** Task requirements **
Which lines below hold the word "HashMap"? Report each one.

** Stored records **
○ ○ ○ ○
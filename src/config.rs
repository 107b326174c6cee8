/// Environment-based configuration.
///
/// Only the binary reads the environment; the library receives a `Config` value.

use std::time::Duration;

pub const DEFAULT_API_URL: &str = "http://localhost:8080";
pub const DEFAULT_INPUT_SIZE: u32 = 512;
pub const DEFAULT_MAX_RETRIES: u32 = 3;
pub const DEFAULT_RETRY_DELAY_MS: u64 = 2000;
pub const DEFAULT_JPEG_QUALITY: u8 = 92;

#[derive(Clone, Debug)]
pub struct Config {
    pub api_url: String,
    pub auth_token: Option<String>,
    pub input_size: u32,
    pub max_retries: u32,
    pub retry_delay_ms: u64,
    pub jpeg_quality: u8,
}

impl Default for Config {
    fn default() -> Self {
        Self {
            api_url: DEFAULT_API_URL.to_string(),
            auth_token: None,
            input_size: DEFAULT_INPUT_SIZE,
            max_retries: DEFAULT_MAX_RETRIES,
            retry_delay_ms: DEFAULT_RETRY_DELAY_MS,
            jpeg_quality: DEFAULT_JPEG_QUALITY,
        }
    }
}

impl Config {
    pub fn from_env() -> Self {
        Self::from_lookup(|key| std::env::var(key).ok())
    }

    /// Build a config from an arbitrary key lookup (used by `from_env` and tests).
    pub fn from_lookup<F>(lookup: F) -> Self
    where
        F: Fn(&str) -> Option<String>,
    {
        Self {
            api_url: lookup("API_URL")
                .filter(|v| !v.trim().is_empty())
                .unwrap_or_else(|| DEFAULT_API_URL.to_string()),
            auth_token: lookup("AUTH_TOKEN").filter(|v| !v.trim().is_empty()),
            input_size: lookup("MODEL_INPUT_SIZE")
                .and_then(|v| v.parse().ok())
                .filter(|&v| v > 0)
                .unwrap_or(DEFAULT_INPUT_SIZE),
            max_retries: lookup("MAX_RETRIES")
                .and_then(|v| v.parse().ok())
                .unwrap_or(DEFAULT_MAX_RETRIES),
            retry_delay_ms: lookup("RETRY_DELAY_MS")
                .and_then(|v| v.parse().ok())
                .unwrap_or(DEFAULT_RETRY_DELAY_MS),
            jpeg_quality: lookup("JPEG_QUALITY")
                .and_then(|v| v.parse().ok())
                .filter(|&v| (1..=100).contains(&v))
                .unwrap_or(DEFAULT_JPEG_QUALITY),
        }
    }

    pub fn with_api_url(mut self, api_url: impl Into<String>) -> Self {
        self.api_url = api_url.into();
        self
    }

    pub fn with_auth_token(mut self, token: Option<String>) -> Self {
        self.auth_token = token;
        self
    }

    pub fn retry_delay(&self) -> Duration {
        Duration::from_millis(self.retry_delay_ms)
    }

    /// Base address without a trailing slash.
    pub fn base_url(&self) -> &str {
        self.api_url.trim_end_matches('/')
    }

    /// `Authorization` header value, if a credential is configured.
    pub fn authorization(&self) -> Option<String> {
        let token = self.auth_token.as_deref()?.trim();
        if token.is_empty() {
            None
        } else if token.starts_with("Bearer ") {
            Some(token.to_string())
        } else {
            Some(format!("Bearer {token}"))
        }
    }
}

#[cfg(test)]
mod tests {
    use super::*;
    use std::collections::HashMap;

    fn lookup(pairs: &[(&str, &str)]) -> impl Fn(&str) -> Option<String> {
        let map: HashMap<String, String> = pairs
            .iter()
            .map(|(k, v)| (k.to_string(), v.to_string()))
            .collect();
        move |key| map.get(key).cloned()
    }

    #[test]
    fn defaults_when_nothing_is_set() {
        let config = Config::from_lookup(lookup(&[]));
        assert_eq!(config.api_url, DEFAULT_API_URL);
        assert_eq!(config.input_size, 512);
        assert_eq!(config.max_retries, 3);
        assert_eq!(config.retry_delay(), Duration::from_secs(2));
        assert!(config.authorization().is_none());
    }

    #[test]
    fn unparsable_values_fall_back_to_defaults() {
        let config = Config::from_lookup(lookup(&[
            ("MODEL_INPUT_SIZE", "0"),
            ("MAX_RETRIES", "many"),
            ("JPEG_QUALITY", "250"),
        ]));
        assert_eq!(config.input_size, DEFAULT_INPUT_SIZE);
        assert_eq!(config.max_retries, DEFAULT_MAX_RETRIES);
        assert_eq!(config.jpeg_quality, DEFAULT_JPEG_QUALITY);
    }

    #[test]
    fn bearer_prefix_is_added_once() {
        let config = Config::from_lookup(lookup(&[
            ("API_URL", "https://example.test/"),
            ("AUTH_TOKEN", "abc.def"),
        ]));
        assert_eq!(config.base_url(), "https://example.test");
        assert_eq!(config.authorization().as_deref(), Some("Bearer abc.def"));

        let prefixed = config.with_auth_token(Some("Bearer abc.def".into()));
        assert_eq!(prefixed.authorization().as_deref(), Some("Bearer abc.def"));
    }
}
○ ○ ○ ○
** Task output **
    use std::collections::HashMap;
        let map: HashMap<String, String> = pairs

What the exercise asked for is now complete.